START Data for review

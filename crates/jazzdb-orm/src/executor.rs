//! Where statements run: the pool or an open transaction.

use std::fmt;
use std::sync::Arc;

use jazzdb_core::{Connection, Fragment, ResultSet, RowMode};

use crate::error::Result;
use crate::transaction::Transaction;
use crate::values::{self, Row, Values};

/// Result shape for raw SQL.
#[derive(Debug, Clone, Copy, Default, PartialEq, Eq)]
pub enum RawMode {
    /// Rows keyed by column name.
    #[default]
    Object,
    /// Rows as positional arrays.
    Array,
    /// Arrays, flattened to values when each row has one column.
    Flat,
}

#[derive(Clone)]
pub(crate) enum Executor {
    Database(Arc<dyn Connection>),
    Transaction(Transaction),
}

impl Executor {
    pub(crate) async fn run(&self, fragment: &Fragment, mode: RowMode) -> Result<ResultSet> {
        match self {
            Self::Database(connection) => {
                let statement = fragment.to_statement(connection.dialect());
                Ok(connection.execute(&statement, mode).await?)
            }
            Self::Transaction(transaction) => transaction.run(fragment, mode).await,
        }
    }

    pub(crate) async fn rows(&self, fragment: &Fragment) -> Result<Vec<Row>> {
        let result = self.run(fragment, RowMode::Object).await?;
        Ok(values::objects(result))
    }

    pub(crate) async fn raw(&self, fragment: &Fragment, mode: RawMode) -> Result<Values> {
        Ok(match mode {
            RawMode::Object => Values::Objects(self.rows(fragment).await?),
            RawMode::Array => Values::Arrays(self.run(fragment, RowMode::Array).await?.rows),
            RawMode::Flat => values::flat(self.run(fragment, RowMode::Array).await?),
        })
    }

    pub(crate) async fn affected(&self, fragment: &Fragment) -> Result<u64> {
        Ok(self.run(fragment, RowMode::Count).await?.rows_affected)
    }
}

impl fmt::Debug for Executor {
    fn fmt(&self, f: &mut fmt::Formatter<'_>) -> fmt::Result {
        match self {
            Self::Database(connection) => f
                .debug_tuple("Database")
                .field(&connection.name())
                .finish(),
            Self::Transaction(transaction) => {
                f.debug_tuple("Transaction").field(transaction).finish()
            }
        }
    }
}
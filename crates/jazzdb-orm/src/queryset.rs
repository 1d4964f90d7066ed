//! Chainable queries bound to an executor.
//!
//! A [`QuerySet`] pairs a query descriptor with the database or transaction
//! it runs on. Builder methods return new query sets; nothing runs until a
//! terminal method is awaited.

use jazzdb_core::query::{FilterInput, OrderBy, Projection, Query, ValuesOptions};
use jazzdb_core::{render, ConnectionError, RowMode, SqlValue, ToSqlValue};

use crate::error::Result;
use crate::executor::Executor;
use crate::record::Record;
use crate::relation::materialize;
use crate::values::{self, Values};

/// A lazy query on one model.
///
/// # Example
///
/// ```ignore
/// use jazzdb_core::filter;
///
/// let names = db
///     .model("class")?
///     .all()
///     .filter(filter! { "teacher" => "Sam" })?
///     .order(["-name"])?
///     .values(["name"], ValuesOptions { flat: true, ..Default::default() })
///     .await?;
/// ```
#[derive(Debug, Clone)]
pub struct QuerySet {
    query: Query,
    executor: Executor,
}

impl QuerySet {
    pub(crate) fn new(query: Query, executor: Executor) -> Self {
        Self { query, executor }
    }

    /// The underlying descriptor.
    #[must_use]
    pub fn query(&self) -> &Query {
        &self.query
    }

    fn with_query(&self, query: Query) -> Self {
        Self {
            query,
            executor: self.executor.clone(),
        }
    }

    /// Adds a filter, ANDed onto the existing ones.
    ///
    /// A list of filters is ORed together first.
    pub fn filter(&self, input: impl Into<FilterInput>) -> Result<Self> {
        Ok(self.with_query(self.query.filter(input)?))
    }

    /// Adds several filters, ANDed together.
    pub fn filter_all<I>(&self, inputs: I) -> Result<Self>
    where
        I: IntoIterator,
        I::Item: Into<FilterInput>,
    {
        Ok(self.with_query(self.query.filter_all(inputs)?))
    }

    /// Replaces the ordering. Use a `-` prefix for descending order.
    pub fn order<I>(&self, specs: I) -> Result<Self>
    where
        I: IntoIterator,
        I::Item: Into<OrderBy>,
    {
        Ok(self.with_query(self.query.order(specs, false)?))
    }

    /// Appends to the ordering.
    pub fn order_append<I>(&self, specs: I) -> Result<Self>
    where
        I: IntoIterator,
        I::Item: Into<OrderBy>,
    {
        Ok(self.with_query(self.query.order(specs, true)?))
    }

    /// Limits the number of results.
    #[must_use]
    pub fn limit(&self, limit: u64) -> Self {
        self.with_query(self.query.limit(limit))
    }

    /// Rows of the model with joins, deduplicated.
    fn records_query(&self) -> Query {
        if self.query.has_joins() && self.query.projection().is_empty() {
            self.query.distinct(true)
        } else {
            self.query.clone()
        }
    }

    /// Fetches every matching record with its relations attached.
    pub async fn fetch(&self) -> Result<Vec<Record>> {
        let query = self.records_query();
        let rows = self.executor.rows(&render::render_select(&query)).await?;
        rows.into_iter()
            .map(|row| materialize(query.primary_model(), row, query.schema(), &self.executor))
            .collect()
    }

    /// Fetches the first matching record.
    pub async fn single(&self) -> Result<Option<Record>> {
        Ok(self.limit(1).fetch().await?.into_iter().next())
    }

    /// Fetches projected fields and aggregates.
    ///
    /// Flat results come back as arrays, or as plain values when a single
    /// field is projected.
    pub async fn values<I>(&self, fields: I, options: ValuesOptions) -> Result<Values>
    where
        I: IntoIterator,
        I::Item: Into<Projection>,
    {
        let query = self.query.values(fields, options)?;
        let fragment = render::render_select(&query);
        if query.is_flat() {
            let result = self.executor.run(&fragment, RowMode::Array).await?;
            Ok(values::flat(result))
        } else {
            Ok(Values::Objects(self.executor.rows(&fragment).await?))
        }
    }

    /// Counts matching records.
    pub async fn count(&self) -> Result<u64> {
        let fragment = render::render_count(&self.records_query());
        let result = self.executor.run(&fragment, RowMode::Array).await?;
        result
            .scalar()
            .and_then(SqlValue::as_i64)
            .and_then(|count| u64::try_from(count).ok())
            .ok_or_else(|| {
                ConnectionError::new(format!(
                    "expected a row count but got {}",
                    result.scalar().map_or("no rows", SqlValue::kind)
                ))
                .into()
            })
    }

    /// Sets fields on every matching record, returning the number changed.
    ///
    /// An empty update issues no SQL and returns 0.
    pub async fn update<I, K, V>(&self, updates: I) -> Result<u64>
    where
        I: IntoIterator<Item = (K, V)>,
        K: Into<String>,
        V: ToSqlValue,
    {
        let updates: Vec<(String, SqlValue)> = updates
            .into_iter()
            .map(|(field, value)| (field.into(), value.to_sql_value()))
            .collect();
        match render::render_update(&self.query, &updates)? {
            Some(fragment) => self.executor.affected(&fragment).await,
            None => Ok(0),
        }
    }

    /// Deletes every matching record, returning the number removed.
    pub async fn delete(&self) -> Result<u64> {
        let fragment = render::render_delete(&self.query)?;
        self.executor.affected(&fragment).await
    }
}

END Data for review

Try it: Every entry is to be returned exactly, with nothing dropped.

Solved exercise:
filename crates/jazzdb-orm/src/executor.rs
//! Where statements run: the pool or an open transaction.

use std::fmt;
use std::sync::Arc;

use jazzdb_core::{Connection, Fragment, ResultSet, RowMode};

use crate::error::Result;
use crate::transaction::Transaction;
use crate::values::{self, Row, Values};

/// Result shape for raw SQL.
#[derive(Debug, Clone, Copy, Default, PartialEq, Eq)]
pub enum RawMode {
    /// Rows keyed by column name.
    #[default]
    Object,
    /// Rows as positional arrays.
    Array,
    /// Arrays, flattened to values when each row has one column.
    Flat,
}

#[derive(Clone)]
pub(crate) enum Executor {
    Database(Arc<dyn Connection>),
    Transaction(Transaction),
}

impl Executor {
    pub(crate) async fn run(&self, fragment: &Fragment, mode: RowMode) -> Result<ResultSet> {
        match self {
            Self::Database(connection) => {
                let statement = fragment.to_statement(connection.dialect());
                Ok(connection.execute(&statement, mode).await?)
            }
            Self::Transaction(transaction) => transaction.run(fragment, mode).await,
        }
    }

    pub(crate) async fn rows(&self, fragment: &Fragment) -> Result<Vec<Row>> {
        let result = self.run(fragment, RowMode::Object).await?;
        Ok(values::objects(result))
    }

    pub(crate) async fn raw(&self, fragment: &Fragment, mode: RawMode) -> Result<Values> {
        Ok(match mode {
            RawMode::Object => Values::Objects(self.rows(fragment).await?),
            RawMode::Array => Values::Arrays(self.run(fragment, RowMode::Array).await?.rows),
            RawMode::Flat => values::flat(self.run(fragment, RowMode::Array).await?),
        })
    }

    pub(crate) async fn affected(&self, fragment: &Fragment) -> Result<u64> {
        Ok(self.run(fragment, RowMode::Count).await?.rows_affected)
    }
}

impl fmt::Debug for Executor {
    fn fmt(&self, f: &mut fmt::Formatter<'_>) -> fmt::Result {
        match self {
            Self::Database(connection) => f
                .debug_tuple("Database")
                .field(&connection.name())
                .finish(),
            Self::Transaction(transaction) => {
                f.debug_tuple("Transaction").field(transaction).finish()
            }
        }
    }
}
filename crates/jazzdb-orm/src/queryset.rs
repository 1d4964f90d7066ed
//! Chainable queries bound to an executor.
//!
//! A [`QuerySet`] pairs a query descriptor with the database or transaction
//! it runs on. Builder methods return new query sets; nothing runs until a
//! terminal method is awaited.

use jazzdb_core::query::{FilterInput, OrderBy, Projection, Query, ValuesOptions};
use jazzdb_core::{render, ConnectionError, RowMode, SqlValue, ToSqlValue};

use crate::error::Result;
use crate::executor::Executor;
use crate::record::Record;
use crate::relation::materialize;
use crate::values::{self, Values};

/// A lazy query on one model.
///
/// # Example
///
/// ```ignore
/// use jazzdb_core::filter;
///
/// let names = db
///     .model("class")?
///     .all()
///     .filter(filter! { "teacher" => "Sam" })?
///     .order(["-name"])?
///     .values(["name"], ValuesOptions { flat: true, ..Default::default() })
///     .await?;
/// ```
#[derive(Debug, Clone)]
pub struct QuerySet {
    query: Query,
    executor: Executor,
}

impl QuerySet {
    pub(crate) fn new(query: Query, executor: Executor) -> Self {
        Self { query, executor }
    }

    /// The underlying descriptor.
    #[must_use]
    pub fn query(&self) -> &Query {
        &self.query
    }

    fn with_query(&self, query: Query) -> Self {
        Self {
            query,
            executor: self.executor.clone(),
        }
    }

    /// Adds a filter, ANDed onto the existing ones.
    ///
    /// A list of filters is ORed together first.
    pub fn filter(&self, input: impl Into<FilterInput>) -> Result<Self> {
        Ok(self.with_query(self.query.filter(input)?))
    }

    /// Adds several filters, ANDed together.
    pub fn filter_all<I>(&self, inputs: I) -> Result<Self>
    where
        I: IntoIterator,
        I::Item: Into<FilterInput>,
    {
        Ok(self.with_query(self.query.filter_all(inputs)?))
    }

    /// Replaces the ordering. Use a `-` prefix for descending order.
    pub fn order<I>(&self, specs: I) -> Result<Self>
    where
        I: IntoIterator,
        I::Item: Into<OrderBy>,
    {
        Ok(self.with_query(self.query.order(specs, false)?))
    }

    /// Appends to the ordering.
    pub fn order_append<I>(&self, specs: I) -> Result<Self>
    where
        I: IntoIterator,
        I::Item: Into<OrderBy>,
    {
        Ok(self.with_query(self.query.order(specs, true)?))
    }

    /// Limits the number of results.
    #[must_use]
    pub fn limit(&self, limit: u64) -> Self {
        self.with_query(self.query.limit(limit))
    }

    /// Rows of the model with joins, deduplicated.
    fn records_query(&self) -> Query {
        if self.query.has_joins() && self.query.projection().is_empty() {
            self.query.distinct(true)
        } else {
            self.query.clone()
        }
    }

    /// Fetches every matching record with its relations attached.
    pub async fn fetch(&self) -> Result<Vec<Record>> {
        let query = self.records_query();
        let rows = self.executor.rows(&render::render_select(&query)).await?;
        rows.into_iter()
            .map(|row| materialize(query.primary_model(), row, query.schema(), &self.executor))
            .collect()
    }

    /// Fetches the first matching record.
    pub async fn single(&self) -> Result<Option<Record>> {
        Ok(self.limit(1).fetch().await?.into_iter().next())
    }

    /// Fetches projected fields and aggregates.
    ///
    /// Flat results come back as arrays, or as plain values when a single
    /// field is projected.
    pub async fn values<I>(&self, fields: I, options: ValuesOptions) -> Result<Values>
    where
        I: IntoIterator,
        I::Item: Into<Projection>,
    {
        let query = self.query.values(fields, options)?;
        let fragment = render::render_select(&query);
        if query.is_flat() {
            let result = self.executor.run(&fragment, RowMode::Array).await?;
            Ok(values::flat(result))
        } else {
            Ok(Values::Objects(self.executor.rows(&fragment).await?))
        }
    }

    /// Counts matching records.
    pub async fn count(&self) -> Result<u64> {
        let fragment = render::render_count(&self.records_query());
        let result = self.executor.run(&fragment, RowMode::Array).await?;
        result
            .scalar()
            .and_then(SqlValue::as_i64)
            .and_then(|count| u64::try_from(count).ok())
            .ok_or_else(|| {
                ConnectionError::new(format!(
                    "expected a row count but got {}",
                    result.scalar().map_or("no rows", SqlValue::kind)
                ))
                .into()
            })
    }

    /// Sets fields on every matching record, returning the number changed.
    ///
    /// An empty update issues no SQL and returns 0.
    pub async fn update<I, K, V>(&self, updates: I) -> Result<u64>
    where
        I: IntoIterator<Item = (K, V)>,
        K: Into<String>,
        V: ToSqlValue,
    {
        let updates: Vec<(String, SqlValue)> = updates
            .into_iter()
            .map(|(field, value)| (field.into(), value.to_sql_value()))
            .collect();
        match render::render_update(&self.query, &updates)? {
            Some(fragment) => self.executor.affected(&fragment).await,
            None => Ok(0),
        }
    }

    /// Deletes every matching record, returning the number removed.
    pub async fn delete(&self) -> Result<u64> {
        let fragment = render::render_delete(&self.query)?;
        self.executor.affected(&fragment).await
    }
}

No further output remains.